Les régions françaises modernes sont issues d’une longue maturation qui a commencé sous la 4e République. Dès l’origine, la réflexion sur les structures supra-départementales est principalement axée sur le développement économique. Ainsi, en 1995 on lance les « programmes d'action régionale » en vue de « promouvoir l'expansion économique et sociale des différentes régions », selon les termes su décret d’alors. Ces programmes définissent 24 régions, dont 22 métropolitaines. La Corse est alors intégrée dans une région Provence-Corse.

Des années 60 à aujourd’hui, le législateur va progressivement mieux définir ce qu’est une région et comment ça marche (1960 : limite géographique des régions ; 1972 : création des conseils régionaux ; 1974 : préfet de région ; 1982 : deviennent collectivités locales avec l'élection des conseillers régionaux au suffrage universel direct).

Mais, en 1970 ce passe un petit événement qui a son importance pour la Corse. En effet, le décret du 9 janvier 1970 a la riche idée de procéder à la création d’une région Corse, l’île étant séparée de la Circonscription d’Action Régionale Provence-Côte d'Azur-Corse. 1975 législateur aura une autre idée, beaucoup moins intelligente (et c’est un euphémisme), de scinder la Corse en deux en recréant 2 départements (la Corse qui est au-dessus et celle qui est en dessous d’une ligne en diagonale).

De ce petit développement historique, il faut une chose essentielle : depuis 1970, la Corse constitue un territoire administratif clairement séparé de la région PACA.

Or, en allant regarder les données régionales chez les différents producteurs de statistiques, on s’aperçoit qu’en fait la région PACA-Corse, ou PACAC, existe bel et bien et continue sa belle vie. Même si depuis 30 ans on croit benoîtement le contraire. C’est là la puissance de la statistique française, que le monde entier nous envie.
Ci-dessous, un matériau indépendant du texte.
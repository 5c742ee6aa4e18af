//! Image-directory camera.
//!
//! Replays the JPEG/PNG files of a local directory as camera frames, in file
//! name order. When the files run out, reads fail like an unplugged camera.
//! Only local paths are accepted; URL schemes are rejected.

use anyhow::{anyhow, Context, Result};
use std::collections::VecDeque;
use std::path::{Path, PathBuf};

use super::{CaptureDevice, CaptureStats};
use crate::frame::Frame;

const IMAGE_EXTENSIONS: &[&str] = &["jpg", "jpeg", "png"];

pub struct ImageDirCamera {
    dir: PathBuf,
    label: String,
    pending: Option<VecDeque<PathBuf>>,
    stats: CaptureStats,
}

impl ImageDirCamera {
    pub fn new<P: AsRef<Path>>(dir: P) -> Self {
        let dir = dir.as_ref().to_path_buf();
        let label = dir.display().to_string();
        Self {
            stats: CaptureStats {
                device: label.clone(),
                ..CaptureStats::default()
            },
            dir,
            label,
            pending: None,
        }
    }

    fn list_images(&self) -> Result<VecDeque<PathBuf>> {
        let mut files: Vec<PathBuf> = std::fs::read_dir(&self.dir)
            .with_context(|| format!("list {}", self.dir.display()))?
            .filter_map(|entry| entry.ok().map(|e| e.path()))
            .filter(|path| path.is_file() && is_image_path(path))
            .collect();
        files.sort();
        Ok(files.into())
    }
}

impl CaptureDevice for ImageDirCamera {
    fn name(&self) -> &str {
        &self.label
    }

    fn open(&mut self) -> Result<()> {
        if self.label.contains("://") {
            return Err(anyhow!(
                "image directory capture only supports local paths (no URL schemes)"
            ));
        }
        let files = self.list_images()?;
        if files.is_empty() {
            return Err(anyhow!("no JPEG/PNG files in {}", self.dir.display()));
        }
        log::info!(
            "ImageDirCamera: opened {} ({} images)",
            self.dir.display(),
            files.len()
        );
        self.pending = Some(files);
        self.stats.opens += 1;
        Ok(())
    }

    fn read_frame(&mut self) -> Result<Frame> {
        let pending = self
            .pending
            .as_mut()
            .ok_or_else(|| anyhow!("{} is not open", self.label))?;
        let path = pending
            .pop_front()
            .ok_or_else(|| anyhow!("no more images in {}", self.dir.display()))?;
        let frame = Frame::open(&path)?;
        self.stats.frames_captured += 1;
        Ok(frame)
    }

    fn release(&mut self) {
        if self.pending.take().is_some() {
            self.stats.releases += 1;
        }
    }

    fn stats(&self) -> CaptureStats {
        self.stats.clone()
    }
}

fn is_image_path(path: &Path) -> bool {
    path.extension()
        .and_then(|ext| ext.to_str())
        .map(|ext| IMAGE_EXTENSIONS.contains(&ext.to_ascii_lowercase().as_str()))
        .unwrap_or(false)
}

#[cfg(test)]
mod tests {
    use super::*;

    #[test]
    fn replays_images_in_name_order_then_fails() -> Result<()> {
        let dir = tempfile::tempdir()?;
        Frame::filled(4, 4, [255, 0, 0]).save(dir.path().join("b.png"))?;
        Frame::filled(6, 2, [0, 255, 0]).save(dir.path().join("a.png"))?;
        std::fs::write(dir.path().join("notes.txt"), "ignored")?;

        let mut camera = ImageDirCamera::new(dir.path());
        camera.open()?;
        let first = camera.read_frame()?;
        let second = camera.read_frame()?;
        assert_eq!((first.width, first.height), (6, 2));
        assert_eq!((second.width, second.height), (4, 4));
        assert!(camera.read_frame().is_err());

        camera.release();
        assert_eq!(camera.stats().releases, 1);
        assert_eq!(camera.stats().frames_captured, 2);
        Ok(())
    }

    #[test]
    fn empty_directory_cannot_open() -> Result<()> {
        let dir = tempfile::tempdir()?;
        let mut camera = ImageDirCamera::new(dir.path());
        assert!(camera.open().is_err());
        camera.release();
        assert_eq!(camera.stats().releases, 0);
        Ok(())
    }

    #[test]
    fn url_paths_are_rejected() {
        let mut camera = ImageDirCamera::new("http://example.com/frames");
        assert!(camera.open().is_err());
    }
}
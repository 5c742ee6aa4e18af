use anyhow::Result;

use waste_sorter::{
    classify, normalize_class_name, shared_memory_uri, CaptureDevice, Dashboard, DetectionAdapter,
    Frame, InMemoryWasteLogStore, LiveLoop, LiveSettings, LiveState, NewLogEntry, Pipeline,
    ProcessOutcome, RecordingSink, SorterError, SqliteWasteLogStore, Status, StopReason,
    StopToken, StubBackend, SyntheticCamera, WasteCategory, WasteLogStore,
};

#[test]
fn mixed_log_aggregates_one_per_item() -> Result<()> {
    let mut store = SqliteWasteLogStore::open(&shared_memory_uri())?;
    for (label, confidence) in [("plastic", 0.91), ("Banana Peel ", 0.3), ("cardboard", 0.77)] {
        let name = normalize_class_name(label);
        store.append(&NewLogEntry::new(name.clone(), classify(&name), confidence))?;
    }

    let entries = store.read_all()?;
    assert_eq!(entries[1].class_name(), "banana peel");
    assert_eq!(entries[1].waste_type(), "Unknown");
    assert_eq!(entries[2].waste_type(), "Biodegradable");

    let dashboard = Dashboard::load(&store)?;
    assert_eq!(dashboard.total_items, 3);
    for name in ["plastic", "banana peel", "cardboard"] {
        assert_eq!(dashboard.count_for(name), 1, "{name}");
    }
    assert_eq!(Dashboard::load(&store)?, dashboard);
    Ok(())
}

#[test]
fn upload_flow_persists_to_sqlite() -> Result<()> {
    let dir = tempfile::tempdir()?;
    let db_path = dir.path().join("waste_data.db");
    let image_path = dir.path().join("item.png");
    Frame::filled(32, 24, [120, 90, 60]).save(&image_path)?;

    {
        let mut store = SqliteWasteLogStore::open(db_path.to_str().unwrap_or_default())?;
        let mut adapter = DetectionAdapter::new(StubBackend::from_uri("stub://glass:0.83")?);
        let mut sink = RecordingSink::new();
        let frame = Frame::open(&image_path)?;
        let outcome =
            Pipeline::new(&mut adapter, &mut store, &mut sink).process_image(&frame, 0.4)?;
        assert!(matches!(outcome, ProcessOutcome::Classified { log_id: Some(_), .. }));
        assert_eq!(sink.verdicts()[0].category, WasteCategory::NonBiodegradable);
    }

    let reopened = SqliteWasteLogStore::open(db_path.to_str().unwrap_or_default())?;
    let entries = reopened.read_all()?;
    assert_eq!(entries.len(), 1);
    assert_eq!(entries[0].class_name(), "glass");
    assert!((entries[0].confidence() - 0.83).abs() < 1e-6);
    Ok(())
}

#[test]
fn threshold_filters_weak_detections() -> Result<()> {
    let mut store = InMemoryWasteLogStore::new();
    let mut adapter = DetectionAdapter::new(StubBackend::from_uri("stub://paper:0.35")?);
    let mut sink = RecordingSink::new();
    let frame = Frame::filled(8, 8, [0, 0, 0]);

    let outcome = Pipeline::new(&mut adapter, &mut store, &mut sink).process_image(&frame, 0.4)?;

    assert_eq!(outcome, ProcessOutcome::NoDetection);
    assert!(store.is_empty());
    assert_eq!(
        sink.statuses(),
        vec![&Status::Info("No trash detected in this frame.".to_string())]
    );
    Ok(())
}

#[test]
fn unopenable_database_is_a_storage_failure() {
    let err = SqliteWasteLogStore::open("/nonexistent-dir/waste_data.db")
        .err()
        .expect("open must fail");
    assert!(matches!(
        SorterError::of(&err),
        Some(SorterError::StorageFailure(_))
    ));
}

#[test]
fn live_loop_survives_camera_unplug() -> Result<()> {
    let mut store = SqliteWasteLogStore::open(&shared_memory_uri())?;
    let mut adapter = DetectionAdapter::new(StubBackend::from_uri("stub://biological,none,metal")?);
    let mut sink = RecordingSink::new();
    let mut camera = SyntheticCamera::from_uri("stub://cam?frames=3", 16, 16)?;

    let report = LiveLoop::new(
        Pipeline::new(&mut adapter, &mut store, &mut sink),
        LiveSettings::default(),
    )
    .run(&mut camera, &StopToken::new());

    assert_eq!(
        report.transitions,
        vec![LiveState::Running, LiveState::Stopped]
    );
    assert!(matches!(report.stop_reason, StopReason::CaptureFailed(_)));
    assert_eq!(report.frames_processed, 3);
    assert_eq!(report.items_logged, 2);
    assert_eq!(camera.stats().opens, 1);
    assert_eq!(camera.stats().releases, 1);

    let statuses = sink.statuses();
    assert_eq!(statuses[0], &Status::Success("BIOLOGICAL (BIO)".to_string()));
    assert_eq!(statuses[1], &Status::Info("Scanning...".to_string()));
    assert_eq!(statuses[2], &Status::Warning("METAL (NON-BIO)".to_string()));
    assert!(statuses[3].is_error());

    let dashboard = Dashboard::load(&store)?;
    assert_eq!(dashboard.count_for("biological"), 1);
    assert_eq!(dashboard.count_for("metal"), 1);
    Ok(())
}
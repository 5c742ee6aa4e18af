use std::sync::Mutex;

use tempfile::NamedTempFile;

use waste_sorter::config::SorterConfig;

static ENV_LOCK: Mutex<()> = Mutex::new(());

fn clear_env() {
    for key in [
        "WASTE_SORTER_CONFIG",
        "WASTE_SORTER_DB",
        "WASTE_SORTER_MODEL",
        "WASTE_SORTER_CAMERA",
        "WASTE_SORTER_UPLOAD_CONF",
    ] {
        std::env::remove_var(key);
    }
}

#[test]
fn loads_config_from_file_and_env_overrides() {
    let _guard = ENV_LOCK.lock().unwrap();
    clear_env();

    let mut file = NamedTempFile::new().expect("temp config");
    let json = r#"{
        "db_path": "sorter_prod.db",
        "upload_confidence": 0.35,
        "live_confidence": 0.6,
        "model": {
            "path": "models/yolov8n-waste.onnx",
            "input_size": 320,
            "class_names": ["paper", " plastic ", "glass"]
        },
        "camera": {
            "device": "/dev/video2",
            "width": 1280,
            "height": 720
        },
        "animations": {
            "enabled": false,
            "timeout_secs": 2
        }
    }"#;
    std::io::Write::write_all(&mut file, json.as_bytes()).expect("write config");

    std::env::set_var("WASTE_SORTER_CONFIG", file.path());
    std::env::set_var("WASTE_SORTER_CAMERA", "stub://bench");
    std::env::set_var("WASTE_SORTER_UPLOAD_CONF", "0.25");

    let cfg = SorterConfig::load().expect("load config");

    assert_eq!(cfg.db_path, "sorter_prod.db");
    assert_eq!(cfg.upload_confidence, 0.25);
    assert_eq!(cfg.live_confidence, 0.6);
    assert_eq!(cfg.model.path, "models/yolov8n-waste.onnx");
    assert_eq!(cfg.model.input_size, 320);
    assert_eq!(cfg.model.class_names, vec!["paper", "plastic", "glass"]);
    assert_eq!(cfg.camera.device, "stub://bench");
    assert_eq!(cfg.camera.width, 1280);
    assert_eq!(cfg.camera.height, 720);
    assert!(!cfg.animations.enabled);
    assert_eq!(cfg.animations.timeout.as_secs(), 2);

    let spec = cfg.model_spec();
    assert_eq!(spec.path, "models/yolov8n-waste.onnx");
    assert_eq!(spec.class_names.len(), 3);

    clear_env();
}

#[test]
fn defaults_apply_without_a_config_file() {
    let _guard = ENV_LOCK.lock().unwrap();
    clear_env();
    std::env::set_var("WASTE_SORTER_DB", "file:defaults?mode=memory&cache=shared");
    std::env::set_var("WASTE_SORTER_MODEL", "stub://plastic");

    let cfg = SorterConfig::load().expect("load config");

    assert_eq!(cfg.db_path, "file:defaults?mode=memory&cache=shared");
    assert_eq!(cfg.model.path, "stub://plastic");
    assert_eq!(cfg.upload_confidence, 0.4);
    assert_eq!(cfg.live_confidence, 0.5);
    assert_eq!(cfg.camera.device, "/dev/video0");
    assert_eq!(cfg.model.class_names.first().map(String::as_str), Some("battery"));

    clear_env();
}

#[test]
fn rejects_invalid_thresholds_and_files() {
    let _guard = ENV_LOCK.lock().unwrap();
    clear_env();

    std::env::set_var("WASTE_SORTER_UPLOAD_CONF", "1.7");
    assert!(SorterConfig::load().is_err());

    std::env::set_var("WASTE_SORTER_UPLOAD_CONF", "high");
    assert!(SorterConfig::load().is_err());
    std::env::remove_var("WASTE_SORTER_UPLOAD_CONF");

    let mut file = NamedTempFile::new().expect("temp config");
    std::io::Write::write_all(&mut file, b"{ not json").expect("write config");
    std::env::set_var("WASTE_SORTER_CONFIG", file.path());
    assert!(SorterConfig::load().is_err());

    std::env::set_var("WASTE_SORTER_CONFIG", "/nonexistent/waste_sorter.json");
    assert!(SorterConfig::load().is_err());

    clear_env();
}
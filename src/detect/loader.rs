use anyhow::Result;

use crate::detect::backend::DetectorBackend;
use crate::detect::backends::StubBackend;
use crate::error::SorterError;

/// What to load as the detection model.
#[derive(Clone, Debug)]
pub struct ModelSpec {
    /// ONNX file path, or a `stub://` script.
    pub path: String,
    /// Square model input edge in pixels.
    pub input_size: u32,
    /// Class names indexed by model output class id.
    pub class_names: Vec<String>,
}

/// Load and warm up the detection backend.
///
/// Any failure is reported as `SorterError::ModelUnavailable`; callers treat it
/// as fatal before processing anything.
pub fn load_backend(spec: &ModelSpec) -> Result<Box<dyn DetectorBackend>> {
    let mut backend = open_backend(spec)
        .map_err(|e| SorterError::ModelUnavailable(format!("{}: {:#}", spec.path, e)))?;
    backend
        .warm_up()
        .map_err(|e| SorterError::ModelUnavailable(format!("{} warm-up: {:#}", spec.path, e)))?;
    log::info!("loaded {} detector from {}", backend.name(), spec.path);
    Ok(backend)
}

fn open_backend(spec: &ModelSpec) -> Result<Box<dyn DetectorBackend>> {
    if spec.path.starts_with("stub://") {
        return Ok(Box::new(StubBackend::from_uri(&spec.path)?));
    }

    #[cfg(feature = "backend-tract")]
    {
        let backend = crate::detect::backends::TractBackend::new(
            &spec.path,
            spec.input_size,
            spec.class_names.clone(),
        )?;
        Ok(Box::new(backend))
    }
    #[cfg(not(feature = "backend-tract"))]
    {
        Err(anyhow::anyhow!(
            "ONNX models require the backend-tract feature"
        ))
    }
}

#[cfg(test)]
mod tests {
    use super::*;

    fn spec(path: &str) -> ModelSpec {
        ModelSpec {
            path: path.to_string(),
            input_size: 640,
            class_names: vec!["plastic".to_string()],
        }
    }

    #[test]
    fn stub_paths_load() -> Result<()> {
        let backend = load_backend(&spec("stub://plastic"))?;
        assert_eq!(backend.name(), "stub");
        Ok(())
    }

    #[test]
    fn missing_model_is_model_unavailable() {
        let err = load_backend(&spec("/nonexistent/best.onnx"))
            .err()
            .expect("missing model must fail");
        assert!(matches!(
            SorterError::of(&err),
            Some(SorterError::ModelUnavailable(_))
        ));
    }

    #[test]
    fn malformed_stub_is_model_unavailable() {
        let err = load_backend(&spec("stub://glass:2.0"))
            .err()
            .expect("bad stub script must fail");
        assert!(matches!(
            SorterError::of(&err),
            Some(SorterError::ModelUnavailable(_))
        ));
    }
}
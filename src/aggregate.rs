//! Dashboard aggregation over the full waste log.
//!
//! Counts are recomputed from every stored record on each call; nothing is
//! cached between renders.

use anyhow::Result;
use serde::Serialize;
use std::collections::HashMap;

use crate::storage::{WasteLogEntry, WasteLogStore};

#[derive(Clone, Debug, PartialEq, Eq, Serialize)]
pub struct AggregateCount {
    pub class_name: String,
    pub count: u64,
}

/// Occurrences per logged class name, most frequent first.
///
/// Ties are ordered by class name so repeated renders are stable.
pub fn count_by_class(entries: &[WasteLogEntry]) -> Vec<AggregateCount> {
    let mut counts: HashMap<&str, u64> = HashMap::new();
    for entry in entries {
        *counts.entry(entry.class_name()).or_default() += 1;
    }
    let mut out: Vec<AggregateCount> = counts
        .into_iter()
        .map(|(class_name, count)| AggregateCount {
            class_name: class_name.to_string(),
            count,
        })
        .collect();
    out.sort_by(|a, b| {
        b.count
            .cmp(&a.count)
            .then_with(|| a.class_name.cmp(&b.class_name))
    });
    out
}

/// What the dashboard shows: total logged items and per-class frequencies.
#[derive(Clone, Debug, Default, PartialEq, Eq, Serialize)]
pub struct Dashboard {
    pub total_items: u64,
    pub counts: Vec<AggregateCount>,
}

impl Dashboard {
    /// Read the whole store and aggregate it.
    pub fn load(store: &dyn WasteLogStore) -> Result<Self> {
        Ok(Self::from_entries(&store.read_all()?))
    }

    pub fn from_entries(entries: &[WasteLogEntry]) -> Self {
        Self {
            total_items: entries.len() as u64,
            counts: count_by_class(entries),
        }
    }

    pub fn is_empty(&self) -> bool {
        self.total_items == 0
    }

    pub fn count_for(&self, class_name: &str) -> u64 {
        self.counts
            .iter()
            .find(|c| c.class_name == class_name)
            .map_or(0, |c| c.count)
    }
}

#[cfg(test)]
mod tests {
    use super::*;
    use crate::category::{classify, normalize_class_name, WasteCategory};
    use crate::storage::{InMemoryWasteLogStore, NewLogEntry};

    fn store_with(labels: &[&str]) -> InMemoryWasteLogStore {
        let mut store = InMemoryWasteLogStore::new();
        for label in labels {
            store
                .append(&NewLogEntry::new(*label, classify(label), 0.8))
                .expect("append");
        }
        store
    }

    #[test]
    fn three_distinct_items_count_once_each() -> Result<()> {
        let mut store = InMemoryWasteLogStore::new();
        store.append(&NewLogEntry::new(
            "plastic",
            WasteCategory::NonBiodegradable,
            0.91,
        ))?;
        store.append(&NewLogEntry::new(
            normalize_class_name("Banana Peel "),
            WasteCategory::Unknown,
            0.3,
        ))?;
        store.append(&NewLogEntry::new(
            "cardboard",
            WasteCategory::Biodegradable,
            0.77,
        ))?;

        let dashboard = Dashboard::load(&store)?;
        assert_eq!(dashboard.total_items, 3);
        assert_eq!(dashboard.count_for("plastic"), 1);
        assert_eq!(dashboard.count_for("banana peel"), 1);
        assert_eq!(dashboard.count_for("cardboard"), 1);
        assert_eq!(dashboard.counts.len(), 3);
        Ok(())
    }

    #[test]
    fn counts_sort_by_frequency_then_name() -> Result<()> {
        let store = store_with(&["paper", "glass", "paper", "metal", "glass", "paper"]);
        let counts = count_by_class(&store.read_all()?);
        let summary: Vec<(&str, u64)> = counts
            .iter()
            .map(|c| (c.class_name.as_str(), c.count))
            .collect();
        assert_eq!(summary, vec![("paper", 3), ("glass", 2), ("metal", 1)]);
        Ok(())
    }

    #[test]
    fn aggregation_is_idempotent() -> Result<()> {
        let store = store_with(&["trash", "shoes", "trash"]);
        let first = Dashboard::load(&store)?;
        let second = Dashboard::load(&store)?;
        assert_eq!(first, second);
        Ok(())
    }

    #[test]
    fn labels_are_counted_as_logged() -> Result<()> {
        let store = store_with(&["Plastic", "plastic"]);
        let dashboard = Dashboard::load(&store)?;
        assert_eq!(dashboard.count_for("Plastic"), 1);
        assert_eq!(dashboard.count_for("plastic"), 1);
        Ok(())
    }

    #[test]
    fn empty_store_gives_empty_dashboard() -> Result<()> {
        let dashboard = Dashboard::load(&InMemoryWasteLogStore::new())?;
        assert!(dashboard.is_empty());
        assert!(dashboard.counts.is_empty());
        Ok(())
    }
}
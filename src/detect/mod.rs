mod adapter;
mod backend;
mod backends;
mod loader;
mod result;

pub use adapter::{DetectionAdapter, DetectionOutcome};
pub use backend::DetectorBackend;
pub use backends::StubBackend;
#[cfg(feature = "backend-tract")]
pub use backends::TractBackend;
pub use loader::{load_backend, ModelSpec};
pub use result::{non_max_suppression, BoundingBox, Detection};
Les quelques exemples ci-dessous (non exhaustifs) finiront de convaincre le lecteur circonspect que ces croyances sont erronées :
- Pour le service des études et des statistiques industrielles du ministère de l’industrie, la région PACAC est toujours bien vivante pour ce qui concerne les enquêtes sur les dépenses pour protéger l'environnement, la consommation d’énergie dans l’industrie et les implantations étrangères par région ;
- Concernant la R&D, le service statistiques dédié nous informe que les données concernant les entreprises (dépenses, nombre de chercheurs, etc.) sont regroupées depuis 2003 avec celles de la région PACA. Avant, les données étaient regroupées avec celles des DOM-TOM. On ne dispose donc que des dépenses effectuées par le secteur public ;
- Pour l’Insee, la championne du Monde des statistiques, la région PACAC est sortie du frigidaire pour ce qui concerne les résultats de l’enquête emploi 2007. Déjà qu’il n’y a pas grand-chose au niveau régional…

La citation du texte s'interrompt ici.